Hydrogen peroxide can damage healthy cells when you use it to clean a wound, this doctor says. Here’s his advice on minor wound treatment–starting with plain old water.

[Editor's note: This article was originally hosted on MyFamilyDoctorMag.com, our sister site.
It's now featured here as part of our new general-health section.]

first-aid-kitby John Torres, M.D.

Q. Is hydrogen peroxide good for cleaning minor cuts?

A. For years, people have used hydrogen peroxide to clean out wounds. Sometimes it’s used straight and other times diluted with water. Either way, its bubbling action makes it look like it’s doing its job by loosening up dead material and cleaning out bad bacteria.

The problem is that hydrogen peroxide not only does this but also damages the healthy cells trying to heal the wound. It can therefore slow down healing, making the wound stay open longer, which can lead to more infections.

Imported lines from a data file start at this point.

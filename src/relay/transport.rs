use std::fmt;
use std::thread;
use std::time::{Duration, Instant};

use reqwest::blocking::multipart::{Form, Part};
use reqwest::blocking::{Client, RequestBuilder};
use reqwest::header::CONTENT_TYPE;
use serde_json::Value;
use tracing::{debug, warn};

use crate::error::{LastFailure, Result, ZpError};
use crate::relay::envelope::RequestEnvelope;

/// Statuses retried by default: rate limiting and transient server errors.
pub const DEFAULT_RETRYABLE_STATUSES: &[u16] = &[429, 500, 502, 503, 504];

const MAX_RETRY_DELAY: Duration = Duration::from_secs(30);

#[derive(Debug, Clone, Copy, PartialEq, Eq)]
pub enum Method {
    Get,
    Post,
}

#[derive(Debug, Clone, PartialEq)]
pub struct Upload {
    pub field: String,
    pub file_name: String,
    pub mime: String,
    pub bytes: Vec<u8>,
}

#[derive(Debug, Clone, PartialEq)]
pub enum RequestBody {
    Empty,
    Json(Value),
    Multipart {
        fields: Vec<(String, String)>,
        file: Upload,
    },
}

#[derive(Debug, Clone, PartialEq)]
pub struct OutboundRequest {
    pub method: Method,
    pub url: String,
    pub body: RequestBody,
    /// Whether to attach the bearer token.
    pub authorized: bool,
}

#[derive(Debug, Clone, PartialEq, Eq)]
pub struct RawResponse {
    pub status: u16,
    pub content_type: Option<String>,
    pub body: Vec<u8>,
}

impl RawResponse {
    pub fn is_success(&self) -> bool {
        (200..300).contains(&self.status)
    }

    pub fn is_json(&self) -> bool {
        self.content_type
            .as_deref()
            .is_some_and(|value| value.contains("json"))
    }

    pub fn text(&self) -> String {
        String::from_utf8_lossy(&self.body).into_owned()
    }

    pub fn json(&self) -> serde_json::Result<Value> {
        serde_json::from_slice(&self.body)
    }
}

/// Failure before any HTTP status was received.
#[derive(Debug, Clone, PartialEq, Eq)]
pub enum TransportFailure {
    Timeout(String),
    Connect(String),
    Other(String),
}

impl TransportFailure {
    pub fn is_retryable(&self) -> bool {
        matches!(self, Self::Timeout(_) | Self::Connect(_))
    }
}

impl fmt::Display for TransportFailure {
    fn fmt(&self, f: &mut fmt::Formatter<'_>) -> fmt::Result {
        match self {
            Self::Timeout(message) => write!(f, "timeout: {message}"),
            Self::Connect(message) => write!(f, "connection error: {message}"),
            Self::Other(message) => f.write_str(message),
        }
    }
}

/// One raw HTTP exchange, without retries.
pub trait HttpTransport: Send + Sync {
    fn execute(&self, request: &OutboundRequest) -> Result<RawResponse, TransportFailure>;
}

/// Blocking `reqwest` transport with bearer authentication.
#[derive(Debug, Clone)]
pub struct ReqwestTransport {
    client: Client,
    api_key: String,
}

impl ReqwestTransport {
    pub fn new(api_key: impl Into<String>, timeout: Duration) -> Result<Self> {
        let client = Client::builder()
            .timeout(timeout)
            .build()
            .map_err(|err| ZpError::InvalidInput(format!("failed to build HTTP client: {err}")))?;
        Ok(Self {
            client,
            api_key: api_key.into(),
        })
    }

    fn prepare(&self, request: &OutboundRequest) -> Result<RequestBuilder, TransportFailure> {
        let mut builder = match request.method {
            Method::Get => self.client.get(&request.url),
            Method::Post => self.client.post(&request.url),
        };
        if request.authorized {
            builder = builder.bearer_auth(&self.api_key);
        }

        let builder = match &request.body {
            RequestBody::Empty => builder,
            RequestBody::Json(value) => builder.json(value),
            RequestBody::Multipart { fields, file } => {
                let mut form = Form::new();
                for (name, value) in fields {
                    form = form.text(name.clone(), value.clone());
                }
                let part = Part::bytes(file.bytes.clone())
                    .file_name(file.file_name.clone())
                    .mime_str(&file.mime)
                    .map_err(|err| TransportFailure::Other(err.to_string()))?;
                builder.multipart(form.part(file.field.clone(), part))
            }
        };
        Ok(builder)
    }
}

impl HttpTransport for ReqwestTransport {
    fn execute(&self, request: &OutboundRequest) -> Result<RawResponse, TransportFailure> {
        let response = self.prepare(request)?.send().map_err(classify)?;
        let status = response.status().as_u16();
        let content_type = response
            .headers()
            .get(CONTENT_TYPE)
            .and_then(|value| value.to_str().ok())
            .map(str::to_string);
        let body = response.bytes().map_err(classify)?.to_vec();
        Ok(RawResponse {
            status,
            content_type,
            body,
        })
    }
}

fn classify(err: reqwest::Error) -> TransportFailure {
    if err.is_timeout() {
        TransportFailure::Timeout(err.to_string())
    } else if err.is_connect() || err.is_request() {
        TransportFailure::Connect(err.to_string())
    } else {
        TransportFailure::Other(err.to_string())
    }
}

#[derive(Debug, Clone, PartialEq, Eq)]
pub struct RetryPolicy {
    /// Total attempts including the first one.
    pub max_attempts: u32,
    pub initial_delay: Duration,
    pub retryable_statuses: Vec<u16>,
}

impl Default for RetryPolicy {
    fn default() -> Self {
        Self {
            max_attempts: 3,
            initial_delay: Duration::from_secs(1),
            retryable_statuses: DEFAULT_RETRYABLE_STATUSES.to_vec(),
        }
    }
}

impl RetryPolicy {
    pub fn is_retryable_status(&self, status: u16) -> bool {
        self.retryable_statuses.contains(&status)
    }

    /// Delay after the `retry`-th failed attempt (zero-based), doubling each time.
    pub fn delay_for(&self, retry: u32) -> Duration {
        let factor = 1u32.checked_shl(retry).unwrap_or(u32::MAX);
        self.initial_delay
            .checked_mul(factor)
            .unwrap_or(MAX_RETRY_DELAY)
            .min(MAX_RETRY_DELAY)
    }
}

#[derive(Debug, Clone, PartialEq, Eq)]
pub enum AttemptOutcome {
    Status(u16),
    Error(String),
}

#[derive(Debug, Clone, Copy, PartialEq, Eq)]
pub enum Decision {
    Accept,
    Retry,
    Fallback,
    Fail,
}

#[derive(Debug, Clone, PartialEq, Eq)]
pub struct TransportAttempt {
    /// One-based attempt number.
    pub index: u32,
    pub elapsed: Duration,
    pub outcome: AttemptOutcome,
    pub decision: Decision,
}

/// Result of a call plus the attempts it took.
#[derive(Debug)]
pub struct Exchange {
    pub attempts: Vec<TransportAttempt>,
    pub response: Result<RawResponse>,
}

/// Retrying wrapper shared by every operation.
#[derive(Debug, Clone)]
pub struct ResilientTransport<T> {
    inner: T,
    policy: RetryPolicy,
}

impl<T: HttpTransport> ResilientTransport<T> {
    pub fn new(inner: T, policy: RetryPolicy) -> Self {
        Self { inner, policy }
    }

    pub fn policy(&self) -> &RetryPolicy {
        &self.policy
    }

    pub fn inner(&self) -> &T {
        &self.inner
    }

    pub fn send(&self, envelope: &RequestEnvelope, endpoint: &str) -> Result<RawResponse> {
        self.send_recorded(envelope, endpoint, false).response
    }

    /// Sends and keeps the attempt history. With `fallback_armed`, a terminal
    /// failure is recorded as [`Decision::Fallback`].
    pub fn send_recorded(
        &self,
        envelope: &RequestEnvelope,
        endpoint: &str,
        fallback_armed: bool,
    ) -> Exchange {
        debug!(
            operation = envelope.operation().as_str(),
            endpoint, "sending request"
        );
        self.execute_with_retry(&envelope.to_request(endpoint), fallback_armed)
    }

    /// Unauthenticated GET, used to download provider-hosted artifacts.
    pub fn fetch(&self, url: &str) -> Result<RawResponse> {
        let request = OutboundRequest {
            method: Method::Get,
            url: url.to_string(),
            body: RequestBody::Empty,
            authorized: false,
        };
        self.execute_with_retry(&request, false).response
    }

    fn execute_with_retry(&self, request: &OutboundRequest, fallback_armed: bool) -> Exchange {
        let max_attempts = self.policy.max_attempts.max(1);
        let terminal = if fallback_armed {
            Decision::Fallback
        } else {
            Decision::Fail
        };
        let mut attempts = Vec::new();
        let mut index = 0;

        loop {
            index += 1;
            let started = Instant::now();
            let result = self.inner.execute(request);
            let elapsed = started.elapsed();
            let has_budget = index < max_attempts;

            let (outcome, failure) = match result {
                Ok(response) if response.is_success() => {
                    attempts.push(TransportAttempt {
                        index,
                        elapsed,
                        outcome: AttemptOutcome::Status(response.status),
                        decision: Decision::Accept,
                    });
                    debug!(attempt = index, status = response.status, "request accepted");
                    return Exchange {
                        attempts,
                        response: Ok(response),
                    };
                }
                Ok(response) => {
                    let status = response.status;
                    let body = response.text();
                    if !self.policy.is_retryable_status(status) {
                        attempts.push(TransportAttempt {
                            index,
                            elapsed,
                            outcome: AttemptOutcome::Status(status),
                            decision: terminal,
                        });
                        warn!(attempt = index, status, "non-retryable status");
                        return Exchange {
                            attempts,
                            response: Err(ZpError::Api { status, body }),
                        };
                    }
                    (
                        AttemptOutcome::Status(status),
                        LastFailure::Status { status, body },
                    )
                }
                Err(failure) => {
                    let message = failure.to_string();
                    if !failure.is_retryable() {
                        attempts.push(TransportAttempt {
                            index,
                            elapsed,
                            outcome: AttemptOutcome::Error(message.clone()),
                            decision: terminal,
                        });
                        return Exchange {
                            attempts,
                            response: Err(ZpError::TransportExhausted {
                                attempts: index,
                                last: LastFailure::Transport(message),
                            }),
                        };
                    }
                    (
                        AttemptOutcome::Error(message.clone()),
                        LastFailure::Transport(message),
                    )
                }
            };

            if !has_budget {
                attempts.push(TransportAttempt {
                    index,
                    elapsed,
                    outcome,
                    decision: terminal,
                });
                warn!(attempts = index, last = %failure, "retries exhausted");
                return Exchange {
                    attempts,
                    response: Err(ZpError::TransportExhausted {
                        attempts: index,
                        last: failure,
                    }),
                };
            }

            let delay = self.policy.delay_for(index - 1);
            warn!(
                attempt = index,
                max_attempts,
                delay_ms = delay.as_millis() as u64,
                "retrying after {failure}"
            );
            attempts.push(TransportAttempt {
                index,
                elapsed,
                outcome,
                decision: Decision::Retry,
            });
            thread::sleep(delay);
        }
    }
}

#[cfg(test)]
pub(crate) mod testing {
    use std::collections::VecDeque;
    use std::sync::Mutex;

    use serde_json::Value;

    use super::{HttpTransport, OutboundRequest, RawResponse, TransportFailure};

    type Reply = Result<RawResponse, TransportFailure>;

    pub(crate) fn json_reply(status: u16, body: Value) -> Reply {
        Ok(RawResponse {
            status,
            content_type: Some("application/json".to_string()),
            body: body.to_string().into_bytes(),
        })
    }

    pub(crate) fn status_reply(status: u16) -> Reply {
        Ok(RawResponse {
            status,
            content_type: None,
            body: Vec::new(),
        })
    }

    /// Replays queued replies for the first route whose fragment occurs in the URL.
    #[derive(Debug, Default)]
    pub(crate) struct ScriptedTransport {
        routes: Mutex<Vec<(String, VecDeque<Reply>)>>,
        seen: Mutex<Vec<OutboundRequest>>,
    }

    impl ScriptedTransport {
        pub(crate) fn new() -> Self {
            Self::default()
        }

        pub(crate) fn route(self, fragment: &str, replies: Vec<Reply>) -> Self {
            self.routes
                .lock()
                .expect("routes lock")
                .push((fragment.to_string(), replies.into()));
            self
        }

        pub(crate) fn seen(&self) -> Vec<OutboundRequest> {
            self.seen.lock().expect("seen lock").clone()
        }
    }

    impl HttpTransport for ScriptedTransport {
        fn execute(&self, request: &OutboundRequest) -> Result<RawResponse, TransportFailure> {
            self.seen.lock().expect("seen lock").push(request.clone());
            let mut routes = self.routes.lock().expect("routes lock");
            routes
                .iter_mut()
                .find(|(fragment, _)| request.url.contains(fragment.as_str()))
                .and_then(|(_, replies)| replies.pop_front())
                .unwrap_or_else(|| {
                    Err(TransportFailure::Other(format!(
                        "no scripted reply for {}",
                        request.url
                    )))
                })
        }
    }
}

To clean out a cut right after it happens, run it under tap water for a few minutes-until all the debris is gone. Later on, as the wound starts to heal, you can use water or over-the-counter wound cleaners to keep it clean. One is essentially as good as the other on clean wounds or ones with limited scabbing. With extensive scabs, cleaners, like ConvaTec Shur-Clens Wound Cleanser, can help you keep the wound debris-free.

Using an antibacterial ointment for the first seven days of healing can also help keep it from getting infected. If you have dried blood around the wound, a solution of half water, half hydrogen peroxide will get it off better than water. Just don’t get it in the wound.

Of course, see a health-care provider for individual advice or for treatment if the cut is bad.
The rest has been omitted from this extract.